Milk price increases continue to be justified, according to the IFA’s Sean O’Leary, and co-ops must deliver fully back to farmers what significantly stronger market returns allow.
O’Leary, the IFA National Dairy Committee Chairman said most co-ops will be meeting this week and next to examine milk prices payable for January.
“They must make sure the new increased 5.4% VAT rate benefits the farmers fully, and pass back a fully justified increase of at least 1c/l – more for the lower payers including Kerry – back to support their milk suppliers’ essential income recovery before peak.”
O’Leary also said that the latest GDT auction price increase came despite the slight easing in spots and futures.
This, he said, clearly showed that buyers were conscious of the rapidly falling global milk availability, while the EU average market returns for dairy products continued steady at high levels.

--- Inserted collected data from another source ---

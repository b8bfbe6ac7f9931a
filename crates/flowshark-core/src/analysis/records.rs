use std::time::Duration;

use tracing::warn;

use super::rfc3339;
use crate::config::{DecodeConfig, RecordMode};
use crate::fields::{InterpretError, interpret, interpret_records};
use crate::protocols::netflow_v9::{Diagnostic, Message, MessageRecord};
use crate::{FieldEntry, MessageReport, RecordReport};

#[derive(Debug, Clone, PartialEq, Eq)]
pub struct RecordFailure {
    pub flowset_id: u16,
    pub index: usize,
    pub error: InterpretError,
}

#[derive(Debug, Clone, Default)]
pub struct InterpretedRecords {
    pub records: Vec<RecordReport>,
    pub diagnostics: Vec<Diagnostic>,
    pub failures: Vec<RecordFailure>,
}

pub fn interpret_message(message: &Message, config: &DecodeConfig) -> InterpretedRecords {
    let scheme = config.scheme.scheme();
    let mut out = InterpretedRecords::default();

    for data in message.data_flowsets() {
        if data.data().is_empty() {
            continue;
        }
        let results = match config.records {
            RecordMode::None => Vec::new(),
            RecordMode::First => vec![interpret(data, scheme)],
            RecordMode::All => interpret_records(data, scheme),
        };
        for (index, result) in results.into_iter().enumerate() {
            match result {
                Ok(record) => {
                    out.diagnostics.extend_from_slice(record.diagnostics());
                    out.records.push(RecordReport {
                        flowset_id: data.flowset_id(),
                        index,
                        fields: record
                            .iter()
                            .map(|(field, value)| FieldEntry {
                                name: field.name,
                                type_id: field.type_id,
                                value: value.clone(),
                            })
                            .collect(),
                    });
                }
                Err(error) => {
                    warn!(
                        sender = %message.header().sender,
                        flowset_id = data.flowset_id(),
                        index,
                        "{error}"
                    );
                    out.failures.push(RecordFailure {
                        flowset_id: data.flowset_id(),
                        index,
                        error,
                    });
                }
            }
        }
    }

    out
}

pub fn message_report(
    message: &Message,
    records: Vec<RecordReport>,
    captured_at: Option<String>,
) -> MessageReport {
    MessageReport {
        message: MessageRecord::from(message),
        captured_at,
        exported_at: rfc3339(Duration::from_secs(u64::from(message.header().timestamp))),
        records,
    }
}

#[cfg(test)]
mod tests {
    use super::{interpret_message, message_report};
    use crate::config::{DecodeConfig, RecordMode};
    use crate::fields::{FieldValue, InterpretError};
    use crate::protocols::netflow_v9::{DatagramBuilder, Message, decode_message};

    fn message(builder: DatagramBuilder) -> Message {
        decode_message(
            &builder.build().unwrap(),
            "10.0.0.1:50000".parse().unwrap(),
            "10.0.0.2:2055".parse().unwrap(),
        )
        .unwrap()
        .unwrap()
    }

    fn config(records: RecordMode) -> DecodeConfig {
        DecodeConfig {
            records,
            ..DecodeConfig::default()
        }
    }

    #[test]
    fn record_modes() {
        let message = message(
            DatagramBuilder::new()
                .template(256, &[(7, 2)])
                .data(256, &[0, 80, 0, 81, 0, 82])
                .data(256, &[]),
        );
        assert!(interpret_message(&message, &config(RecordMode::None)).records.is_empty());
        assert_eq!(interpret_message(&message, &config(RecordMode::First)).records.len(), 1);

        let all = interpret_message(&message, &config(RecordMode::All));
        assert_eq!(all.records.len(), 3);
        assert_eq!(all.records[2].index, 2);
        assert_eq!(all.records[2].fields[0].value, FieldValue::I8(82));
    }

    #[test]
    fn failures_and_diagnostics_are_collected() {
        let message = message(
            DatagramBuilder::new()
                .template(256, &[(4000, 1), (8, 4)])
                .data(256, &[0, 10, 0, 0, 1])
                .template(257, &[(8, 4)])
                .data(257, &[10, 0]),
        );
        let out = interpret_message(&message, &config(RecordMode::First));
        assert_eq!(out.records.len(), 1);
        assert_eq!(out.diagnostics.len(), 1);
        assert_eq!(out.failures.len(), 1);
        assert_eq!(out.failures[0].flowset_id, 257);
        assert!(matches!(
            out.failures[0].error,
            InterpretError::RecordTooShort { .. }
        ));
    }

    #[test]
    fn report_carries_export_time() {
        let message = message(DatagramBuilder::new().timestamp(86_400));
        let report = message_report(&message, Vec::new(), None);
        assert_eq!(report.exported_at.as_deref(), Some("1970-01-02T00:00:00Z"));
        assert_eq!(report.message.sender.port(), 50000);
    }
}
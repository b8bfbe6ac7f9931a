//! Field schemes and the semantic interpretation of data records.
//!
//! A [`FieldScheme`] resolves a template field type id to a [`Field`]
//! descriptor (name, nominal length, value kind). [`interpret`] walks a data
//! flowset with its template and turns each byte range into a
//! [`FieldValue`] according to the descriptor's [`ValueKind`]. The
//! interpretation routine is written once and works with any scheme.

mod cisco;
mod interpret;
mod value;

use serde::Serialize;

pub use cisco::{CISCO_FIELDS, CiscoFieldScheme, CiscoLengthScheme};
pub use interpret::{InterpretError, ParsedRecord, interpret, interpret_records};
pub use value::FieldValue;

/// How the bytes of a field are turned into a value.
#[derive(Debug, Clone, Copy, PartialEq, Eq, Hash, Serialize)]
#[serde(rename_all = "snake_case")]
pub enum ValueKind {
    /// US-ASCII text of the exact declared length.
    Ascii,
    /// Uninterpreted bytes.
    Bytes,
    /// A single byte rendered as `0xHH`.
    HexByte,
    Mac,
    Ipv4,
    Ipv6,
    /// Big-endian unsigned integer of any width.
    Unsigned,
}

impl ValueKind {
    /// Byte width a value of this kind must have, if it is fixed.
    pub fn fixed_len(self) -> Option<usize> {
        match self {
            ValueKind::HexByte => Some(1),
            ValueKind::Ipv4 => Some(4),
            ValueKind::Mac => Some(6),
            ValueKind::Ipv6 => Some(16),
            ValueKind::Ascii | ValueKind::Bytes | ValueKind::Unsigned => None,
        }
    }
}

/// Semantic descriptor of a field type.
#[derive(Debug, Clone, Copy, PartialEq, Eq, Hash, Serialize)]
pub struct Field {
    pub type_id: u16,
    pub name: &'static str,
    /// Nominal length from the reference table; 0 means variable.
    pub length: u16,
    pub kind: ValueKind,
}

impl Field {
    pub const fn new(type_id: u16, name: &'static str, length: u16, kind: ValueKind) -> Self {
        Self {
            type_id,
            name,
            length,
            kind,
        }
    }
}

/// Resolves field type ids to descriptors.
///
/// # Examples
/// ```
/// use flowshark_core::{CiscoFieldScheme, FieldScheme, ValueKind};
///
/// let field = CiscoFieldScheme.field(8).unwrap();
/// assert_eq!(field.name, "IPV4_SRC_ADDR");
/// assert_eq!(field.kind, ValueKind::Ipv4);
/// assert!(CiscoFieldScheme.field(4000).is_none());
/// ```
pub trait FieldScheme {
    /// Short name used in diagnostics.
    fn name(&self) -> &'static str;

    fn field(&self, type_id: u16) -> Option<&Field>;
}

/// Index of the first entry whose type id differs from its position.
///
/// A table where every entry sits at the index equal to its type id has no
/// gaps and no duplicates.
pub const fn first_misplaced(table: &[Field]) -> Option<usize> {
    let mut index = 0;
    while index < table.len() {
        if table[index].type_id as usize != index {
            return Some(index);
        }
        index += 1;
    }
    None
}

“This is because the global milk production scarcity which has been developing for months is now compounded by the Northern Hemisphere only starting to creep up towards peak, and Oceania’s output slowing down seasonally.
Meanwhile, EU market returns throughout December and January have exceeded 37c/l gross (equivalent to a farm gate price of 32c/l + VAT).
“Irish SMP prices have caught up with EU averages in January, with butter now even exceeding that figure,” he said.
O’Leary also said as December 2016 figures become available, it is very clear that, other than the US, all dairy regions are seeing production fall.
“In the EU, France is back an estimated 7%, the UK around 5%, Denmark also 5%, Italy 4.5%, Belgium 12% and Spain 2%.
New Zealand production is down 2.75% for December, while Australia’s is back 4.1%. Argentina’s December output is down by a whopping 19%.
“While December US production recorded a 2.4% increase, global milk availability is continuing to shrink rapidly,” he added.